Four Exercises For Shapely Glutes!

Introduction

In this article we will give you four excellent booty exercises that will strengthen and shape your booty. The glutes are the biggest muscle in the body and even men should train them, but we all know that the ladies pay more attention to this muscle group. Do these four moves alongside your standard deadlifts, hip thrusts, squats as well as leg raises and you will soon have a shapely booty, beach ready!

Bulgarian Split Squats

Anything that has “Bulgarian” or “Romanian” in its name is hardcore, you can count on that. These nations are famous for their weightlifters but also for their innovative style of training.

If your goal is to have phenomenal looking legs and a shapely booty, Bulgarian split squats should be a part of your workout routine. The fact that you keep the back leg elevated on a bench will make this exercise super difficult. Besides glutes it hits quads, hams and hip flexors, making it a great compound movement.

It looks awkward but it is not that hard to master, and if you do it with dumbbells it is completely safe. Also, the fact that you work one leg at a time will fix any imbalances you have developed if you only focused on barbell squats and deadlifts.

Step Up To Shapely Glutes

Step-ups are a terrific way to build glutes and hams but you don’t see people doing them that often. It is a very simple exercise, you just put a few steppers on top of each other and step with one leg up. At the top of the position, lift the other leg that is not in the contact with the floor, flexing your hip and your knee. Return to the previous position and switch legs. Remember the higher the step is, the harder it is to perform the movement. But don’t go too high, especially if you’re using weights.

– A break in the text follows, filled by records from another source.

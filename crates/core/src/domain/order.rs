use std::fmt;
use std::str::FromStr;

use chrono::{DateTime, NaiveDate, Utc};
use rust_decimal::Decimal;
use serde::{Deserialize, Serialize};

use crate::domain::customer::CustomerId;
use crate::domain::inventory::FulfillmentType;
use crate::errors::DomainError;

#[derive(Clone, Debug, PartialEq, Eq, Hash, Serialize, Deserialize)]
pub struct OrderId(pub String);

impl OrderId {
    pub fn as_str(&self) -> &str {
        &self.0
    }
}

impl fmt::Display for OrderId {
    fn fmt(&self, f: &mut fmt::Formatter<'_>) -> fmt::Result {
        f.write_str(&self.0)
    }
}

#[derive(Clone, Copy, Debug, PartialEq, Eq, Serialize, Deserialize)]
#[serde(rename_all = "snake_case")]
pub enum OrderStatus {
    Pending,
    Confirmed,
    Processing,
    Shipped,
    OutForDelivery,
    Delivered,
    Cancelled,
    Returned,
}

impl OrderStatus {
    pub const ALL: [OrderStatus; 8] = [
        OrderStatus::Pending,
        OrderStatus::Confirmed,
        OrderStatus::Processing,
        OrderStatus::Shipped,
        OrderStatus::OutForDelivery,
        OrderStatus::Delivered,
        OrderStatus::Cancelled,
        OrderStatus::Returned,
    ];

    pub fn as_str(self) -> &'static str {
        match self {
            Self::Pending => "pending",
            Self::Confirmed => "confirmed",
            Self::Processing => "processing",
            Self::Shipped => "shipped",
            Self::OutForDelivery => "out_for_delivery",
            Self::Delivered => "delivered",
            Self::Cancelled => "cancelled",
            Self::Returned => "returned",
        }
    }

    pub fn is_cancellable(self) -> bool {
        matches!(self, Self::Pending | Self::Confirmed | Self::Processing)
    }
}

impl fmt::Display for OrderStatus {
    fn fmt(&self, f: &mut fmt::Formatter<'_>) -> fmt::Result {
        f.write_str(self.as_str())
    }
}

impl FromStr for OrderStatus {
    type Err = DomainError;

    fn from_str(value: &str) -> Result<Self, Self::Err> {
        Self::ALL
            .into_iter()
            .find(|status| status.as_str() == value.trim())
            .ok_or_else(|| DomainError::UnknownValue {
                kind: "order status",
                value: value.to_string(),
            })
    }
}

#[derive(Clone, Copy, Debug, PartialEq, Eq, Serialize, Deserialize)]
#[serde(rename_all = "UPPERCASE")]
pub enum ShippingPartner {
    BlueDart,
    Delhivery,
    Dtdc,
}

impl ShippingPartner {
    pub const ALL: [ShippingPartner; 3] =
        [ShippingPartner::BlueDart, ShippingPartner::Delhivery, ShippingPartner::Dtdc];

    pub fn id(self) -> &'static str {
        match self {
            Self::BlueDart => "BLUEDART",
            Self::Delhivery => "DELHIVERY",
            Self::Dtdc => "DTDC",
        }
    }

    pub fn name(self) -> &'static str {
        match self {
            Self::BlueDart => "Blue Dart",
            Self::Delhivery => "Delhivery",
            Self::Dtdc => "DTDC",
        }
    }

    pub fn speed(self) -> &'static str {
        match self {
            Self::BlueDart => "express",
            Self::Delhivery | Self::Dtdc => "standard",
        }
    }
}

#[derive(Clone, Copy, Debug, PartialEq, Eq, Serialize, Deserialize)]
#[serde(rename_all = "snake_case")]
pub enum TimeSlot {
    Morning,
    Afternoon,
    Evening,
}

impl TimeSlot {
    pub fn label(self) -> &'static str {
        match self {
            Self::Morning => "9 AM - 12 PM",
            Self::Afternoon => "12 PM - 4 PM",
            Self::Evening => "4 PM - 8 PM",
        }
    }
}

#[derive(Clone, Debug, PartialEq, Eq, Serialize, Deserialize)]
pub struct DeliveryAddress {
    pub name: String,
    pub street: String,
    pub city: String,
    pub state: String,
    pub pincode: String,
    pub phone: String,
}

#[derive(Clone, Debug, PartialEq, Serialize, Deserialize)]
pub struct OrderItem {
    pub sku: String,
    pub name: String,
    pub quantity: u32,
    pub price: Decimal,
}

impl OrderItem {
    pub fn line_total(&self) -> Decimal {
        self.price * Decimal::from(self.quantity)
    }
}

#[derive(Clone, Debug, PartialEq, Eq, Serialize, Deserialize)]
#[serde(tag = "kind", rename_all = "snake_case")]
pub enum DeliveryEstimate {
    Shipping { min_days: u32, max_days: u32, date: NaiveDate },
    Pickup { min_hours: u32, max_hours: u32, ready_by: DateTime<Utc> },
    Immediate,
}

impl DeliveryEstimate {
    pub fn message(&self) -> String {
        match self {
            Self::Shipping { date, .. } => {
                format!("Expected delivery: {}", date.format("%d %b, %Y"))
            }
            Self::Pickup { .. } => "Ready for pickup within 24 hours".to_string(),
            Self::Immediate => "Available immediately at store".to_string(),
        }
    }
}

#[derive(Clone, Debug, PartialEq, Eq, Serialize, Deserialize)]
pub struct StatusChange {
    pub status: OrderStatus,
    pub timestamp: DateTime<Utc>,
    pub message: String,
}

#[derive(Clone, Debug, PartialEq, Eq, Serialize, Deserialize)]
pub struct ScheduledDelivery {
    pub date: NaiveDate,
    pub time_slot: TimeSlot,
}

#[derive(Clone, Debug, PartialEq, Serialize, Deserialize)]
pub struct Order {
    pub id: OrderId,
    pub customer_id: CustomerId,
    pub items: Vec<OrderItem>,
    pub total_amount: Decimal,
    pub fulfillment_type: FulfillmentType,
    pub status: OrderStatus,
    pub delivery_address: Option<DeliveryAddress>,
    pub pickup_store: Option<String>,
    pub special_instructions: Option<String>,
    pub shipping_partner: Option<ShippingPartner>,
    pub tracking_number: Option<String>,
    pub estimated_delivery: DeliveryEstimate,
    pub status_history: Vec<StatusChange>,
    pub scheduled_delivery: Option<ScheduledDelivery>,
    pub cancellation_reason: Option<String>,
    pub created_at: DateTime<Utc>,
    pub updated_at: DateTime<Utc>,
}

impl Order {
    pub fn can_transition_to(&self, next: OrderStatus) -> bool {
        matches!(
            (self.status, next),
            (OrderStatus::Pending, OrderStatus::Confirmed)
                | (OrderStatus::Confirmed, OrderStatus::Processing)
                | (OrderStatus::Processing, OrderStatus::Shipped)
                | (OrderStatus::Shipped, OrderStatus::OutForDelivery)
                | (OrderStatus::OutForDelivery, OrderStatus::Delivered)
                | (OrderStatus::Delivered, OrderStatus::Returned)
        ) || (next == OrderStatus::Cancelled && self.status.is_cancellable())
    }

    pub fn transition_to(
        &mut self,
        next: OrderStatus,
        message: impl Into<String>,
        at: DateTime<Utc>,
    ) -> Result<(), DomainError> {
        if !self.can_transition_to(next) {
            return Err(DomainError::InvalidOrderTransition { from: self.status, to: next });
        }

        self.status = next;
        self.updated_at = at;
        self.status_history.push(StatusChange { status: next, timestamp: at, message: message.into() });
        Ok(())
    }

    pub fn item_count(&self) -> u32 {
        self.items.iter().map(|item| item.quantity).sum()
    }
}

#[cfg(test)]
mod tests {
    use chrono::Utc;
    use rust_decimal::Decimal;

    use super::{DeliveryEstimate, Order, OrderId, OrderItem, OrderStatus};
    use crate::domain::customer::CustomerId;
    use crate::domain::inventory::FulfillmentType;
    use crate::errors::DomainError;

    fn order(status: OrderStatus) -> Order {
        let now = Utc::now();
        Order {
            id: OrderId("ORD20240101ABCDEF".to_string()),
            customer_id: CustomerId("CUST1000".to_string()),
            items: vec![OrderItem {
                sku: "FOO1000".to_string(),
                name: "Nike Running Shoes".to_string(),
                quantity: 2,
                price: Decimal::new(2_499, 0),
            }],
            total_amount: Decimal::new(4_998, 0),
            fulfillment_type: FulfillmentType::BuyInStore,
            status,
            delivery_address: None,
            pickup_store: None,
            special_instructions: None,
            shipping_partner: None,
            tracking_number: None,
            estimated_delivery: DeliveryEstimate::Immediate,
            status_history: Vec::new(),
            scheduled_delivery: None,
            cancellation_reason: None,
            created_at: now,
            updated_at: now,
        }
    }

    #[test]
    fn confirmed_orders_can_be_cancelled() {
        let mut order = order(OrderStatus::Confirmed);
        order
            .transition_to(OrderStatus::Cancelled, "Order cancelled", Utc::now())
            .expect("confirmed -> cancelled");
        assert_eq!(order.status, OrderStatus::Cancelled);
        assert_eq!(order.status_history.len(), 1);
    }

    #[test]
    fn shipped_orders_cannot_be_cancelled() {
        let mut order = order(OrderStatus::Shipped);
        let error = order
            .transition_to(OrderStatus::Cancelled, "nope", Utc::now())
            .expect_err("shipped -> cancelled should fail");
        assert!(matches!(error, DomainError::InvalidOrderTransition { .. }));
    }

    #[test]
    fn item_count_sums_quantities() {
        assert_eq!(order(OrderStatus::Pending).item_count(), 2);
        assert_eq!(order(OrderStatus::Pending).items[0].line_total(), Decimal::new(4_998, 0));
    }
}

Single Leg Straight Leg Deadlifts

Deadlifts are great but doing them with dumbbells, single-leg style is an excellent way to correct any imbalances. This exercise targets your glutes and hamstrings simultaneously. These muscle groups are meant to work together, making the movement very natural. Just make sure to squeeze the glute to maximize stability and also muscle activation. An excellent exercise for promoting balance and coordination too.

Kettlebell Swings

Kettlebell swings are a favorite among CrossFit athletes. This move targets your whole posterior chain, glutes included. But because it is very explosive, it will target fast twitch muscles, which translate very well into other sports activities. Kettlebell swings also burn an enormous amount of calories and are a true hybrid of cardio and muscle building.

Conclusion

Our goal at Fit and Psyched located in West Palm Beach, is to get you fit through one on one or small group personal training. With our custom training programs you will get those shapely glutes you’ve always wanted, but also get healthy and feel better than ever before, so visit us today.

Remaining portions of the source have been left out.